[Collected data]
--- START ---
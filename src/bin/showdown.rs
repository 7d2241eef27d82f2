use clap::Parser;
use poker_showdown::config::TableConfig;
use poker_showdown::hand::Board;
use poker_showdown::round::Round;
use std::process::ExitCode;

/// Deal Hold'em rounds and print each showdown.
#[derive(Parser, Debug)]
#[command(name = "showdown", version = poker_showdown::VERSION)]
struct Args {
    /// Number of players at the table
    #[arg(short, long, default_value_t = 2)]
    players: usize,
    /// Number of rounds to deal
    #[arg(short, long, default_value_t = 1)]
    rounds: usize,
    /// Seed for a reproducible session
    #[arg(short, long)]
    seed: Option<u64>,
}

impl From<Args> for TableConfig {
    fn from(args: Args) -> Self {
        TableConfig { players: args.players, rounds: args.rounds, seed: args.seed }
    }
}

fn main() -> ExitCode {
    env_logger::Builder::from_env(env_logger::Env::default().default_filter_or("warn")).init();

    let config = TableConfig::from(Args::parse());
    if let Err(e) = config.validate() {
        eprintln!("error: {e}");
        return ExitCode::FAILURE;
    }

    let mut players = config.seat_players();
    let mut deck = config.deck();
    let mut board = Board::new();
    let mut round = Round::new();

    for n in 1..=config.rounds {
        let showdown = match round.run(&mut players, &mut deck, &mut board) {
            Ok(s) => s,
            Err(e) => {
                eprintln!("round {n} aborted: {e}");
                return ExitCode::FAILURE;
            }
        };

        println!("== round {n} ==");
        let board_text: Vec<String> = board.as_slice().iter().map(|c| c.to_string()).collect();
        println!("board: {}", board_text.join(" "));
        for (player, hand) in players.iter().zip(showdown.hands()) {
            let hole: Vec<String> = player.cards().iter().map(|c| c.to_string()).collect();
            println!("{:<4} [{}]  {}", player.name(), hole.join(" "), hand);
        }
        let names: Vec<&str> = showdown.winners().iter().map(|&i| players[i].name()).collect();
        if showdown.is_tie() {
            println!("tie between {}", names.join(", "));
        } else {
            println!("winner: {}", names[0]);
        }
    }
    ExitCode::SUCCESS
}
--- END ---
--- START ---
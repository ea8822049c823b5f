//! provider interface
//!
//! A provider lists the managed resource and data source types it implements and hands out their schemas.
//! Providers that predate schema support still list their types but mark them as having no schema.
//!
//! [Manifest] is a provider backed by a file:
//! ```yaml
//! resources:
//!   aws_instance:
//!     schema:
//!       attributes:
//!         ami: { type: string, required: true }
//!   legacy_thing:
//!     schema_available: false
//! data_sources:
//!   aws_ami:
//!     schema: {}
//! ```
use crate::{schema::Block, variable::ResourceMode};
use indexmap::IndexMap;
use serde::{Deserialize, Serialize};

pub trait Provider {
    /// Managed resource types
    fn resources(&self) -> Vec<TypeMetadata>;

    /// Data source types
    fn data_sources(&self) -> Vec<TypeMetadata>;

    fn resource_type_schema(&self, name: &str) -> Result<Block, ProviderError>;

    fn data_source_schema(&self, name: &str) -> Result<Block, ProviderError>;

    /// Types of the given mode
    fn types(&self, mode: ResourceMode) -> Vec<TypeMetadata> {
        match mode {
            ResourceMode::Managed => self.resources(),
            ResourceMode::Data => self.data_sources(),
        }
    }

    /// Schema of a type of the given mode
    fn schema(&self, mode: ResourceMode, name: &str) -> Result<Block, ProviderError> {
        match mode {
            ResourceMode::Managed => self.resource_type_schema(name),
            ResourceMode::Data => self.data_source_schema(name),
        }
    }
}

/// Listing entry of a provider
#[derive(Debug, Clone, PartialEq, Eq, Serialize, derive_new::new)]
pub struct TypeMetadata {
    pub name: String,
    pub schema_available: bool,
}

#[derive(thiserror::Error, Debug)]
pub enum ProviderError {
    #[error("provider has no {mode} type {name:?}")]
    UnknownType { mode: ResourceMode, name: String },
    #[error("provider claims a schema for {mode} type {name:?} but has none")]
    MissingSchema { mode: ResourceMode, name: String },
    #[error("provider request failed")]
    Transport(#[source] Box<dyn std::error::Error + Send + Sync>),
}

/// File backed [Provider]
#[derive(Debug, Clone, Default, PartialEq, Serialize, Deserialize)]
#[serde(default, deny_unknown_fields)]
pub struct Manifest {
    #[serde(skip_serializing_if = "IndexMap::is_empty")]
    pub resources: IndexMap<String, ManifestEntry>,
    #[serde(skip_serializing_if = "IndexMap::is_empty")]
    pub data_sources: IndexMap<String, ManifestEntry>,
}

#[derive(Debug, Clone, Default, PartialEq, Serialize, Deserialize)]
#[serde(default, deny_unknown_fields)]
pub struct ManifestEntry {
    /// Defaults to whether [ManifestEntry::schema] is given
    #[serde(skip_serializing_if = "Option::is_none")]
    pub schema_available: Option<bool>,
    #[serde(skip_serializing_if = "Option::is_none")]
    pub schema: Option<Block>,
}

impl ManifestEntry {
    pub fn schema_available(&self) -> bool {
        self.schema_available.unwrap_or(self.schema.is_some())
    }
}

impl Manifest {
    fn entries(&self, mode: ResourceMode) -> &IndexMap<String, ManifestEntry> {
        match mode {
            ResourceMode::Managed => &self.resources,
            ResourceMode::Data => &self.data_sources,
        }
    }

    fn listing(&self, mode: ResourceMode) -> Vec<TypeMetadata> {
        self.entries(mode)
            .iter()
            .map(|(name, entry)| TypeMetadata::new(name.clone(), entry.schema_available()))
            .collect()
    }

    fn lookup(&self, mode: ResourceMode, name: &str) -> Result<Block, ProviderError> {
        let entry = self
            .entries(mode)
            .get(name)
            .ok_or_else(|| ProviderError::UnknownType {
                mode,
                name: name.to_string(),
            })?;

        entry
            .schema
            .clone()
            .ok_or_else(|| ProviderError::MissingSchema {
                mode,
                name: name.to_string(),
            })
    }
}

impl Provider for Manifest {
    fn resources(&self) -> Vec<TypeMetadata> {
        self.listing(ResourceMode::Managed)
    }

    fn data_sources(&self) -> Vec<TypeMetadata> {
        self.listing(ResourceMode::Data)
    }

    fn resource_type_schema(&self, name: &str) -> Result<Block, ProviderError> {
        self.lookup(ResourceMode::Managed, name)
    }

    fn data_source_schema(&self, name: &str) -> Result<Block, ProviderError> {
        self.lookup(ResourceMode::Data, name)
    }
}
--- END ---
Above are the entries; copy every line among them that contains the word "Serialize".

(REPLY TO THE TASK)
use serde::{Deserialize, Serialize};
#[derive(Debug, Clone, PartialEq, Eq, Serialize, derive_new::new)]
#[derive(Debug, Clone, Default, PartialEq, Serialize, Deserialize)]
#[derive(Debug, Clone, Default, PartialEq, Serialize, Deserialize)]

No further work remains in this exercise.